Why is Blessed Pope John Paul's statement is significant? First, we are an Easter people - what does this mean for us as Christians? Quite basically, it means we are a people of the resurrection. Yes, Christ was crucified, but we live with the lens of new life and eternal life. This world and the things of it are not the final word or what hold the greatest glory. Jesus breaks open the gates of heaven to let us in, and that is our identity. We share an inheritance with the saints! We are a people of joy and life, not doom and gloom.

Secondly, alleluia is our song - what do we sing with our lives? Are our lives glorifying the Most High, or are we stuck in the ways of the world? On more than one occasion this week I've seen the quote from St. Irenaeus that reads, "The glory of God is man fully alive." What does this mean for us? What does it mean to sing alleluia with our lives? I think to fully understand this we must visit the Acts of the Apostles. The Easter story didn't,end with Christ's resurrection. It continued on with the story of the first apostles, and their journey in carrying out the mission Jesus left for them. It begins with the outpouring of the Holy Spirit and follows their stories of conversion, healing, miracles and persecution. This time after Easter is a continued season of miracles!

For us to be fully alive, to sing glory to the Most High, we must live out joyfully our purpose - to love God and bring others to union with him. We must claim the unique blend of talents and gifts he has given us and use them for his purpose, not ours. We cannot be afraid to share the good news of redemption and eternal life, of resurrection and of hope. We are an Easter people and alleluia is our song - this must be our battle cry! Jesus is risen, truly he is risen! This must be our message, especially in a world that is rapidly forgetting. Steve Ray posted an article on his blog stating that 16% of people (I presume Christians) do not believe in the resurrection of Christ. St. Paul tells us that if the resurrection is untrue and never happened, we are great fools indeed. I do not believe we are fools, but sadly more and more people are being fooled by the evil one.

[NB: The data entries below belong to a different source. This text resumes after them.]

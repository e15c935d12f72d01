//! Caption construction with the 280-character budget of the strictest platform.

use serde::Serialize;

use crate::content::{ContentItem, ContentKind};

pub const MAX_CAPTION_CHARS: usize = 280;
/// Characters reserved for a link, whatever its real length (platforms shorten links).
pub const URL_BUDGET: usize = 25;
pub const HASHTAGS: &str = "#Longevity #Health #Wellness #Biohacking";
pub const ELLIPSIS: char = '…';

const NEWS_MARKER: &str = "📰";
const SOCIAL_MARKER: &str = "🔥";

/// A finished caption: body plus optional trailing URL.
#[derive(Debug, Clone, PartialEq, Eq, Serialize)]
pub struct Caption {
    body: String,
    url: Option<String>,
    text: String,
}

impl Caption {
    /// Full caption text as posted.
    pub fn as_str(&self) -> &str {
        &self.text
    }

    pub fn body(&self) -> &str {
        &self.body
    }

    pub fn url(&self) -> Option<&str> {
        self.url.as_deref()
    }

    /// Length as counted against the budget: the URL and its separator
    /// always weigh [`URL_BUDGET`].
    pub fn counted_len(&self) -> usize {
        let body = self.body.chars().count();
        match &self.url {
            Some(_) => body + URL_BUDGET,
            None => body,
        }
    }
}

impl std::fmt::Display for Caption {
    fn fmt(&self, f: &mut std::fmt::Formatter<'_>) -> std::fmt::Result {
        f.write_str(&self.text)
    }
}

/// Build the caption for an item: marker, title, optional source, hashtags, link.
pub fn build_caption(item: &ContentItem) -> Caption {
    let base = match item.kind {
        ContentKind::News => {
            let mut base = format!("{NEWS_MARKER} {}", item.title);
            if let Some(name) = item.source_name.as_deref().filter(|n| !n.is_empty()) {
                base.push_str(" — ");
                base.push_str(name);
            }
            base
        }
        ContentKind::SocialPost => format!("{SOCIAL_MARKER} {}", item.title),
    };
    trim_caption(&format!("{base}\n{HASHTAGS}"), &item.source_url)
}

/// Fit `text` into the budget left after reserving room for `url`.
///
/// A body that fits is kept intact; otherwise it is cut to one character
/// under the budget, right-trimmed and terminated with a single ellipsis.
pub fn trim_caption(text: &str, url: &str) -> Caption {
    let url = url.trim();
    let url_budget = if url.is_empty() { 0 } else { URL_BUDGET };
    let body_budget = MAX_CAPTION_CHARS - url_budget;

    let text = text.trim();
    let body = if text.chars().count() > body_budget {
        let cut: String = text.chars().take(body_budget - 1).collect();
        let mut cut = cut.trim_end().to_string();
        cut.push(ELLIPSIS);
        cut
    } else {
        text.to_string()
    };

    let text = format!("{body} {url}").trim().to_string();
    Caption {
        body,
        url: (!url.is_empty()).then(|| url.to_string()),
        text,
    }
}
//! Domain and keyword denylist applied to every candidate before it is accepted.

use tracing::debug;

/// Configured denylist. Keywords are stored lower-cased; empty entries are
/// dropped at construction so they can never match everything.
#[derive(Debug, Clone, Default, PartialEq, Eq)]
pub struct Blocklist {
    domains: Vec<String>,
    keywords: Vec<String>,
}

impl Blocklist {
    pub fn new<D, K>(domains: D, keywords: K) -> Self
    where
        D: IntoIterator,
        D::Item: AsRef<str>,
        K: IntoIterator,
        K::Item: AsRef<str>,
    {
        Blocklist {
            domains: domains
                .into_iter()
                .map(|d| d.as_ref().trim().to_string())
                .filter(|d| !d.is_empty())
                .collect(),
            keywords: keywords
                .into_iter()
                .map(|k| k.as_ref().trim().to_lowercase())
                .filter(|k| !k.is_empty())
                .collect(),
        }
    }

    /// Build from comma-separated lists, e.g. `"spam.com,ads.net"`.
    pub fn from_csv(domains: &str, keywords: &str) -> Self {
        Self::new(domains.split(','), keywords.split(','))
    }

    pub fn domains(&self) -> &[String] {
        &self.domains
    }

    pub fn keywords(&self) -> &[String] {
        &self.keywords
    }

    pub fn is_empty(&self) -> bool {
        self.domains.is_empty() && self.keywords.is_empty()
    }

    /// True when the URL contains a blocked domain (case-sensitive) or the
    /// text contains a blocked keyword (case-insensitive).
    pub fn is_blocked(&self, text: &str, url: &str) -> bool {
        if let Some(domain) = self.domains.iter().find(|d| url.contains(d.as_str())) {
            debug!(domain = %domain, url = %url, "Blocked by domain");
            return true;
        }
        let text_lower = text.to_lowercase();
        if let Some(keyword) = self
            .keywords
            .iter()
            .find(|k| text_lower.contains(k.as_str()))
        {
            debug!(keyword = %keyword, "Blocked by keyword");
            return true;
        }
        false
    }
}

Just like the first apostles, we have to carry the banner of the cross and resurrection into the world. That is our challenge in this Easter season and beyond. Sing alleluia, my Easter people, sing to the rafters...

I'll close with the words of Pope Francis from his first Easter Wednesday audience:

"Let us be enlightened by the Resurrection of Christ, let us be transformed by His power, so that through us the signs of death give way to signs of life in the world! I see that there are many young people in the Square! Young boys and girls, to you I say bring forth this certainty to the world: the Lord is Alive and walks beside us on our life’s journey! Bring forth this hope, be anchored in this hope, the hope that comes from heaven! Be anchored and bring forth the hope! You witnesses of Christ bring forth hope to this world that is aged by wars and sin!"